Finishing High School, she was thinking about her options, and exploring possible studies.
She came along with her parents, who were lovely people and clearly committed to supporting their daughter.
But as the career consult progressed, something wasn’t adding up.
The person in front of me was reflected in the assessments – her personality preferences, interests and values all fit – but the careers she was interested in? They made no sense… until her father started talking about his career.
Turns out he’d followed family pressure into a career he hated, and had lived ever since with regret. His dream was still out there, calling him… and the more he talked, the clearer it became that his daughter was unwittingly chasing it for him; shooting for his prize. But while he was a natural for it, she was clearly not.
He wanted the best career for her – but “the best” was “his best“.
For anyone working in careers, this will be a familiar story. Many of us set out towards goals that deep down, are not reflective of who we are or what we want – for many reasons.
The literature on career development recognises how many influences there are on our choices – from our location, community and culture, to our school, friends, and the (often chance) experiences we have. But overall, the greatest influence on our careers tends to be our parents.
That’s hardly surprising. We learn about what’s valuable (and what’s not), what’s a ‘proper job’ (and what’s not) and what we ‘should’ be doing with our working lives, in large part, from our parents.
And it’s a lasting legacy, not just a teenage issue.
Whilst we may think we’ve left parental influence far behind us, it’s not uncommon for someone in their 30’s, 40’s and beyond to find themselves feeling ‘wrong’ in the ‘right’ job, lacking any sense of meaning or fulfilment – despite having achieved their goals – and starting to wrestle with what they really want from life.
As a career coach, it’s a story I hear, see and work with all the time.
Recognise it? Step back, and check whose dreams you’re chasing…
1. Review your family history of career expectations
First, you need to know your influences. Until you recognise the career messages you absorbed growing up, you can’t examine them – or choose how to respond.
When we’re not aware of those beliefs, there’s effectively invisible software running along in the background, influencing our decisions. Operating on automatic pilot, we set goals which may not actually reflect our own values… Exactly the kinds of goals which lead to very hollow victories when we achieve them.
It can help to ask yourself:
- What careers run through my family tree?
- What expectations were there for my choice of career?
- What was seen as worthwhile, valuable or a ‘real job’?
- Which strengths or fields were admired and encouraged?
- Which strengths or fields, considered silly or unrealistic?
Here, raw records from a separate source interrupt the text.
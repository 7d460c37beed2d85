//! # almacen-core: Pure Business Logic for the Almacén Ledger
//!
//! This crate is the heart of the inventory-transactional ledger. It contains
//! all business logic as pure functions with zero I/O dependencies.
//!
//! ## Architecture Position
//! ```text
//! ┌─────────────────────────────────────────────────────────────┐
//! │                  Request layer (out of scope)               │
//! │        auth • role checks • DTO shape validation            │
//! └────────────────────────────┬────────────────────────────────┘
//!                              │
//! ┌────────────────────────────▼────────────────────────────────┐
//! │                ★ almacen-core (THIS CRATE) ★                │
//! │                                                             │
//! │   types      money       validation     sale     layaway    │
//! │   StockEntry Money(i64)  re-validate    totals   state      │
//! │   Sale/Plan  no floats   everything     math     machine    │
//! │                                                             │
//! │   NO I/O • NO DATABASE • NO NETWORK • PURE FUNCTIONS        │
//! └────────────────────────────┬────────────────────────────────┘
//!                              │
//! ┌────────────────────────────▼────────────────────────────────┐
//! │                 almacen-db (SQLite layer)                   │
//! │       repositories • transactional services • retries       │
//! └─────────────────────────────────────────────────────────────┘
//! ```
//!
//! ## Modules
//!
//! - [`types`] - Domain types (StockEntry, Sale, LayawayPlan, Abono, ...)
//! - [`money`] - Money type with integer arithmetic (no floating point!)
//! - [`error`] - Typed domain errors
//! - [`validation`] - Business rule validation for operation inputs
//! - [`sale`] - Sale total computation (discount clamping)
//! - [`layaway`] - Layaway debt arithmetic and state machine
//!
//! ## Design Principles
//!
//! 1. **Pure functions**: same input, same output, every time
//! 2. **No I/O**: database, network and file access are forbidden here
//! 3. **Integer money**: all monetary values are cents (i64)
//! 4. **Explicit errors**: typed enums, never strings or panics

// =============================================================================
// Module Declarations
// =============================================================================

pub mod error;
pub mod layaway;
pub mod money;
pub mod sale;
pub mod types;
pub mod validation;

// =============================================================================
// Re-exports for Convenience
// =============================================================================

pub use error::{CoreError, CoreResult, ValidationError};
pub use money::Money;
pub use types::*;

// =============================================================================
// Crate-Level Constants
// =============================================================================

/// Maximum lines allowed in a single sale, purchase or layaway plan.
///
/// ## Business Reason
/// Bounds the work done inside one database transaction; a commit holding
/// the write lock for hundreds of reservations would stall every other
/// terminal.
pub const MAX_LINES_PER_TRANSACTION: usize = 100;

/// Maximum quantity on a single line.
///
/// ## Business Reason
/// Catches fat-finger entries (1000 instead of 10) before they reach the
/// stock ledger.
pub const MAX_LINE_QUANTITY: i64 = 999;
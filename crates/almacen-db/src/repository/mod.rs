//! # Repository Module
//!
//! Repository implementations for the ledger tables.
//!
//! Each repository owns the SQL for one aggregate. Methods come in two
//! flavors: pool-scoped reads/writes that manage their own access, and
//! `*_in_tx` helpers that take the caller's open transaction so the service
//! layer can compose stock mutations and record inserts into one
//! all-or-nothing commit.
//!
//! ## Available Repositories
//!
//! - [`stock::StockRepository`] - the stock ledger (reserve/release/adjust)
//! - [`sale::SaleRepository`] - sales, lines, history query
//! - [`purchase::PurchaseRepository`] - purchases and lines
//! - [`layaway::LayawayRepository`] - plans, items, abono ledger

pub mod layaway;
pub mod purchase;
pub mod sale;
pub mod stock;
- What choices would make them proud – or not?
- What did career success look like?
- Were they happy at work – or toeing the family line?
Putting it on paper helps you stand back from your story, giving you valuable perspective and helping you see patterns more clearly. What themes emerge… and how do they fit with your own career choices to date?
What’s worked out well, and what clearly hasn’t? Where are the tensions?
2. Now, clarify your own career values
Once you can see the messages you’ve received from your family (and often their parents, in turn), it makes it easier to audit those values… and work out how they sit with you now. Point by point, ask yourself:
- Is this something I agree with and want for myself – or not?
- Is this my voice and value – or someone else’s?
- Is this relevant today – or from a different time and place?
- Where do I agree… and where do I differ?
Doing this can be challenging, certainly – but also validating and empowering.
The challenge? Untangling what you want for yourself, from the expectations you were brought up with; separating what’s yours from what’s theirs. And the next step can be even more confronting, as you realise that things may have to change… and wonder how those changes may be received.
Because if you choose to swim against the current – to redefine success for yourself and set yourself new goals – there may be disappointment and push-back from those around you. You may find that not everyone understands, accepts or supports your decisions… at least to begin with.
As always, it takes courage to be true to yourself.
Which brings me back to my client… who got a happy ending.
Once they recognised their differences – different strengths, gifts and needs – they both worked it out. The daughter went on to study a subject that I hear she’s loving… and the father came back on his own, to reflect, revisit and reinvent his career. Win-win.
In an alternate reality? My client slept-walk her way towards her father’s dreams, pushed through her studies and graduated with a heavy debt in a field she never wanted to work in. Her Dad was proud of her (but still unfulfilled), while she felt like fish out of water in her job, became disillusioned with her career… and spent too much time wondering what was wrong with her (when nothing was).
That’s the story I hear over and over again. And like the many clients I work with in this situation, the impact of a poor career choice can go well beyond financial, to someone’s health, wellbeing and relationships.
If this sounds familiar, you’re in good company. We all sometimes lose our way and chase others’ dreams… but the good news? It’s never too late to change.
It’s up to you – to the choices you make, and what you can live with.
Whose career dreams are you chasing?